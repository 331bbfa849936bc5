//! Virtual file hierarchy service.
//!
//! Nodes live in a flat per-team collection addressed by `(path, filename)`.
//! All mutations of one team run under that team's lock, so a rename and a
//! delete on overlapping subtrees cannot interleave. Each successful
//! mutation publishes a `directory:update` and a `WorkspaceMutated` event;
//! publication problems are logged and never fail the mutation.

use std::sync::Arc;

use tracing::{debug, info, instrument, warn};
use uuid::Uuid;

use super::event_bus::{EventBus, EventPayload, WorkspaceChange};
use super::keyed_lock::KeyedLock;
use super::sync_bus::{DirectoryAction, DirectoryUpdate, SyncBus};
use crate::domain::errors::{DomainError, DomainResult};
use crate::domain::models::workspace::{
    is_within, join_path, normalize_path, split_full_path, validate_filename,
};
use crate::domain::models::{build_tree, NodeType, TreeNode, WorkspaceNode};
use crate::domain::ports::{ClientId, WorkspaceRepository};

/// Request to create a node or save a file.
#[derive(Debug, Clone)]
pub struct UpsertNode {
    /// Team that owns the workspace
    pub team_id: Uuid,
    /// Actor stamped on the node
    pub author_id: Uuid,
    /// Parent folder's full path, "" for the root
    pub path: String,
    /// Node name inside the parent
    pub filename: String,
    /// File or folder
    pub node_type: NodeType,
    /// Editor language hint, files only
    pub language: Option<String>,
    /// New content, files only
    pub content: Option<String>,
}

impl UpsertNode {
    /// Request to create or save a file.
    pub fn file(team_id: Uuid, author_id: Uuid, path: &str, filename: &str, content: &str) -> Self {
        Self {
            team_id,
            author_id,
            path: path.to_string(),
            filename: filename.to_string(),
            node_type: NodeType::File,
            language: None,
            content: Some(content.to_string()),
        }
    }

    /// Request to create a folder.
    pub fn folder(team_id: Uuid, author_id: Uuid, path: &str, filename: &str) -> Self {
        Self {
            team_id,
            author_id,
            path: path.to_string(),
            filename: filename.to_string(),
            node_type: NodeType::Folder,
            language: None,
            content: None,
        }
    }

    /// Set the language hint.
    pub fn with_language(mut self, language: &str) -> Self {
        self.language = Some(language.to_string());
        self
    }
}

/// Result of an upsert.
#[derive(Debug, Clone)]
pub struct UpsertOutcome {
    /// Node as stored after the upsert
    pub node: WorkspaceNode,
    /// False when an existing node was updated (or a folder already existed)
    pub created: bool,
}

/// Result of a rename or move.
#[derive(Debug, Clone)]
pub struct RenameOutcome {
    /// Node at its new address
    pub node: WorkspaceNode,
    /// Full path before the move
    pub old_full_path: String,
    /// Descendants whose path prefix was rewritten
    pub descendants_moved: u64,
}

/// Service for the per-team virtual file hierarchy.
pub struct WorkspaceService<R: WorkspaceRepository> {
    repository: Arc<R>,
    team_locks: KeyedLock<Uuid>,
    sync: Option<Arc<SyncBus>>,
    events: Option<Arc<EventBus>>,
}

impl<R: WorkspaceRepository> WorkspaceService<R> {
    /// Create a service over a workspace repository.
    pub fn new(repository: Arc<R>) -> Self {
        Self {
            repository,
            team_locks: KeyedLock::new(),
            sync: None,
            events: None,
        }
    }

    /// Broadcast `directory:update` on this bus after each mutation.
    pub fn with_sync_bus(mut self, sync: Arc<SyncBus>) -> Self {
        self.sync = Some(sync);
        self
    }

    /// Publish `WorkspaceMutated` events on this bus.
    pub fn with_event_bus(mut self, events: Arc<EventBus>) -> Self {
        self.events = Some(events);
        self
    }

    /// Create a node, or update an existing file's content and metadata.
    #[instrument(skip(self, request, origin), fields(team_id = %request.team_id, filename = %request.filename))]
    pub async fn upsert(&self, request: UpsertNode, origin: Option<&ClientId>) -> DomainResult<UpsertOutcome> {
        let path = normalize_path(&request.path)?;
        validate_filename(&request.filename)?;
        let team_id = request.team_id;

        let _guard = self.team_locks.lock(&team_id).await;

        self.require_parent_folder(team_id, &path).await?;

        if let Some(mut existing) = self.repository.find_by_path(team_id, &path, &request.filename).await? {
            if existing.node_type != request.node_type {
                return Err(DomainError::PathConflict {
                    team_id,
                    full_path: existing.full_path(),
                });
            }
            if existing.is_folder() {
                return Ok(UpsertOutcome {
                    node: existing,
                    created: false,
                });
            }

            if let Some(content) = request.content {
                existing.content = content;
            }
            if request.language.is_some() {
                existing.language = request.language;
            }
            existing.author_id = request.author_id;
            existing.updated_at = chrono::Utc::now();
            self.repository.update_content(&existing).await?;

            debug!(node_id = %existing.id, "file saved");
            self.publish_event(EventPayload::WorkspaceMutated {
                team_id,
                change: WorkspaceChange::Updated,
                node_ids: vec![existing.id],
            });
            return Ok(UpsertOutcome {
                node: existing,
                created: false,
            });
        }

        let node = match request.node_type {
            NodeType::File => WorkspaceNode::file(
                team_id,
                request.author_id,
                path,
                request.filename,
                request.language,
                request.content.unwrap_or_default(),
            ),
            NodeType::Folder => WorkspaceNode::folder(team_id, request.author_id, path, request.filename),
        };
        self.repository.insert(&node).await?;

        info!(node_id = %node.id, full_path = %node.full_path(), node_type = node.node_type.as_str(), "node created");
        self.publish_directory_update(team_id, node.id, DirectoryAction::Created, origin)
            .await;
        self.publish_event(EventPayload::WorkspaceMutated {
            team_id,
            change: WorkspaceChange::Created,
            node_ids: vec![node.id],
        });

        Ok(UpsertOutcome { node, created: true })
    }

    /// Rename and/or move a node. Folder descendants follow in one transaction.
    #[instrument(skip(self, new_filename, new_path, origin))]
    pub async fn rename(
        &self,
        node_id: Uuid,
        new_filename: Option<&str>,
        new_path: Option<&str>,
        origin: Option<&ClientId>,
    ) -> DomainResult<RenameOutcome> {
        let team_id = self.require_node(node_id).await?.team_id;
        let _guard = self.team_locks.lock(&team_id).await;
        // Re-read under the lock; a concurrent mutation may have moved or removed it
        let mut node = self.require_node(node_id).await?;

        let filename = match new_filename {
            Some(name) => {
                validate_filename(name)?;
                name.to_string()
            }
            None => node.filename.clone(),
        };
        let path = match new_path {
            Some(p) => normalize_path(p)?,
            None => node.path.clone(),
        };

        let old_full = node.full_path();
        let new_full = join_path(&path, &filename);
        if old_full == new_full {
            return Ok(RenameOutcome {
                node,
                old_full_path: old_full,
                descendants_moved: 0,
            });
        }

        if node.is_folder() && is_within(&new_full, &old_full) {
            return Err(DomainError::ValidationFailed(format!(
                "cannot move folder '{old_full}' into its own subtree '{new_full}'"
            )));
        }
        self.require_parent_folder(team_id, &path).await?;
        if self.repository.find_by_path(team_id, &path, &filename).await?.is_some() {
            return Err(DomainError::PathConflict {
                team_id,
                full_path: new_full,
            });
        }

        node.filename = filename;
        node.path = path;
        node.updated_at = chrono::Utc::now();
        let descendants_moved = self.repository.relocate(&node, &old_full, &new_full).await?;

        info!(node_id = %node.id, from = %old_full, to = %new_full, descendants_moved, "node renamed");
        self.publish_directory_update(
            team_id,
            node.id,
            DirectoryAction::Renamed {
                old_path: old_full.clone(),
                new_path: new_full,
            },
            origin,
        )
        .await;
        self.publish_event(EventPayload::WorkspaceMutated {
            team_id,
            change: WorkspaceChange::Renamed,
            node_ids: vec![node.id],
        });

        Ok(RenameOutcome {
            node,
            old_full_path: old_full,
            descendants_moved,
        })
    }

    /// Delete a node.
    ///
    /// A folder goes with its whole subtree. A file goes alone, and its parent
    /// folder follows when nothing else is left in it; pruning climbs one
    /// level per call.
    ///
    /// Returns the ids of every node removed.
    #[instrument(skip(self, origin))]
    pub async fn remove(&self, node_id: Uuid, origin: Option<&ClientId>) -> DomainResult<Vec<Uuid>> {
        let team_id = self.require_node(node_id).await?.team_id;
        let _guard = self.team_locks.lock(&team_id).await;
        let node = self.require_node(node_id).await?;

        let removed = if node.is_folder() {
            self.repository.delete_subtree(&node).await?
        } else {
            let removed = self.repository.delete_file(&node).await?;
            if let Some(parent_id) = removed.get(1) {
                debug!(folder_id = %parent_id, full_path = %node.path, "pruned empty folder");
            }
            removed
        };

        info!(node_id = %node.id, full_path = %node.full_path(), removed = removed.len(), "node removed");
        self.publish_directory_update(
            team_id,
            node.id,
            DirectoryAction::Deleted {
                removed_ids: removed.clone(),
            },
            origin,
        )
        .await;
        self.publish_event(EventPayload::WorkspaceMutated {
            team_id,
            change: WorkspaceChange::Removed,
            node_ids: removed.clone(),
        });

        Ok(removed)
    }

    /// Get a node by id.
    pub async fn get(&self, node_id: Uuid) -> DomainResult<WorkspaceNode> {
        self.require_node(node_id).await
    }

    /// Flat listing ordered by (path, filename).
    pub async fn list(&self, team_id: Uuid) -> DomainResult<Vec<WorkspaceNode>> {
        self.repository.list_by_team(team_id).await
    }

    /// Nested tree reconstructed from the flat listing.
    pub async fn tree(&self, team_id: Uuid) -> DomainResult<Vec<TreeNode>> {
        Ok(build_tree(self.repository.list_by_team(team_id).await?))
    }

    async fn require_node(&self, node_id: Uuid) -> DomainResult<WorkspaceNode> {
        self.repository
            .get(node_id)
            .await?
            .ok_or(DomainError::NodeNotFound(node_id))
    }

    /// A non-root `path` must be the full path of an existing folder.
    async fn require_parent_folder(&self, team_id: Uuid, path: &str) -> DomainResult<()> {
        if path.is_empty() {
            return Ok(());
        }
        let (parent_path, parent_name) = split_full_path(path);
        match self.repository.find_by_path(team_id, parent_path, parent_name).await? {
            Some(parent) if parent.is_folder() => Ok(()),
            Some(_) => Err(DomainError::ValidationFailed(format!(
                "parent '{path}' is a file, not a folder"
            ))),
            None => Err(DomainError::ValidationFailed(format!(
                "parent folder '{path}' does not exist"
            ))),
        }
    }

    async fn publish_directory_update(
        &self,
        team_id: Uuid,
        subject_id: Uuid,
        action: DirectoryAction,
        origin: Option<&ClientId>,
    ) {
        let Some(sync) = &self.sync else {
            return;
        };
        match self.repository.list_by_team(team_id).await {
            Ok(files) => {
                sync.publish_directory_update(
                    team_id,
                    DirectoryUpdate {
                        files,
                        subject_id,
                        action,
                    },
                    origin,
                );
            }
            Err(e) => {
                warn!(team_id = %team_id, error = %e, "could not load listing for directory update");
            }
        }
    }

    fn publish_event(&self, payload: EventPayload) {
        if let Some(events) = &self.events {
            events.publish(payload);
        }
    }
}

====================

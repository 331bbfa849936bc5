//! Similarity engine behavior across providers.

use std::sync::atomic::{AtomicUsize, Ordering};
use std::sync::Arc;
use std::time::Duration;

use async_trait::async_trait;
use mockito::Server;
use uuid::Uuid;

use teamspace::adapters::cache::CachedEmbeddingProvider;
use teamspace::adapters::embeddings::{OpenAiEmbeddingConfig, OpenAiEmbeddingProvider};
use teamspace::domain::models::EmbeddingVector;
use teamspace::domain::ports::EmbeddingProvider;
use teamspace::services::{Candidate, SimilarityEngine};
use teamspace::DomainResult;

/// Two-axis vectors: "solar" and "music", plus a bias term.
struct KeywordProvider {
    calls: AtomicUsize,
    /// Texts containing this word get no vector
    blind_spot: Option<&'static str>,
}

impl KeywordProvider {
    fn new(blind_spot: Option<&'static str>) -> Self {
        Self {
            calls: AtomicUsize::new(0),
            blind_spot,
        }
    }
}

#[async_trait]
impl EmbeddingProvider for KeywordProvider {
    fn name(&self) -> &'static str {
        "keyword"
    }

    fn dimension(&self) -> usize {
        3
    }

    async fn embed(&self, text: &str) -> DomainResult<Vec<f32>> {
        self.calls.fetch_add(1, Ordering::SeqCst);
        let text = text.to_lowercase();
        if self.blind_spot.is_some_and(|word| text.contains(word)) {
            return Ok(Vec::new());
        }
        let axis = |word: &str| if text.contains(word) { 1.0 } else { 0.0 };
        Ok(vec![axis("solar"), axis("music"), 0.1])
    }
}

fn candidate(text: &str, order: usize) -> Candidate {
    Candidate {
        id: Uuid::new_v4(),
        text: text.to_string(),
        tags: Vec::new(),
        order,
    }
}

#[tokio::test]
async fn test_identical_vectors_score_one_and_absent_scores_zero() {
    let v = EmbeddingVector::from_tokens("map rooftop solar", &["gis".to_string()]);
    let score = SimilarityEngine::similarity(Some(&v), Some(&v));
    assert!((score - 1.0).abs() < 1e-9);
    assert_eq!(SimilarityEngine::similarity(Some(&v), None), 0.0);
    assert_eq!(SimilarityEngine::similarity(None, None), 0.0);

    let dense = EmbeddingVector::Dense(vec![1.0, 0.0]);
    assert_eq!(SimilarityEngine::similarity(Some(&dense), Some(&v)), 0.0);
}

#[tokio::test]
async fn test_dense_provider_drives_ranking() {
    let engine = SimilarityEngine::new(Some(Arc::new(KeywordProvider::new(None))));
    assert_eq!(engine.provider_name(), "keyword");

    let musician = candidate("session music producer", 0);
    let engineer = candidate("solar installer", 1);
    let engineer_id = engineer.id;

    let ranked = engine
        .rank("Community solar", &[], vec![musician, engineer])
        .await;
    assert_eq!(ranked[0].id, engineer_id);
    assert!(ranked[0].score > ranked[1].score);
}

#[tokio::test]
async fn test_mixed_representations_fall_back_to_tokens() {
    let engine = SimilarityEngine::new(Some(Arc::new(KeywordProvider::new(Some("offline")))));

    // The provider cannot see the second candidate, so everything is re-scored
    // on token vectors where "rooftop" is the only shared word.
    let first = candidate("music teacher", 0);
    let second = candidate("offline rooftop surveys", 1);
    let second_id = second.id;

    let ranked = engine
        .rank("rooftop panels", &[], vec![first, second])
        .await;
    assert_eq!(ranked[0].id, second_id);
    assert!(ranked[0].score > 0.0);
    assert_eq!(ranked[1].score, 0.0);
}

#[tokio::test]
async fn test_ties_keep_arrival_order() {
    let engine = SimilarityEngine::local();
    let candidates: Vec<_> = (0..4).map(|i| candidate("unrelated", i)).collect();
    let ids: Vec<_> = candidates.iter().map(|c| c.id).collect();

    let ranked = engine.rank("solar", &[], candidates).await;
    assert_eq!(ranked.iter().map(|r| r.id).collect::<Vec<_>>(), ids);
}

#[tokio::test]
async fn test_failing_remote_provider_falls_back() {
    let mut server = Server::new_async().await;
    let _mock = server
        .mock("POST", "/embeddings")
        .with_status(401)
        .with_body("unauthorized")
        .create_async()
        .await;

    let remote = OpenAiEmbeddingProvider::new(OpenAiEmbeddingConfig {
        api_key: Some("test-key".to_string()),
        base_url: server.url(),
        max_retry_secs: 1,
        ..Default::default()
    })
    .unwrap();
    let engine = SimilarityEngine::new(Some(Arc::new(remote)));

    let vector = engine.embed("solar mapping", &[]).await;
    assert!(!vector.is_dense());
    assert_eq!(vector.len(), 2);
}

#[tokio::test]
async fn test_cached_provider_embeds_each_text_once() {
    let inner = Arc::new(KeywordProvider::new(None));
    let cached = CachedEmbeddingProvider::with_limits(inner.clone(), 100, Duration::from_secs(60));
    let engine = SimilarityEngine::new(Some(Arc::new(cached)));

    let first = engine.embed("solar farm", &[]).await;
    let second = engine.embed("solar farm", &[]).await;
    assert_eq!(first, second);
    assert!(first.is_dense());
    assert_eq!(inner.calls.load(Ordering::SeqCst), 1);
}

====================

◆ WHAT NEEDS TO BE DONE: Using the listing above, count the lines that contain the word "WorkspaceService" and state only that number.

◆ SOLUTION FOR THIS TASK: 2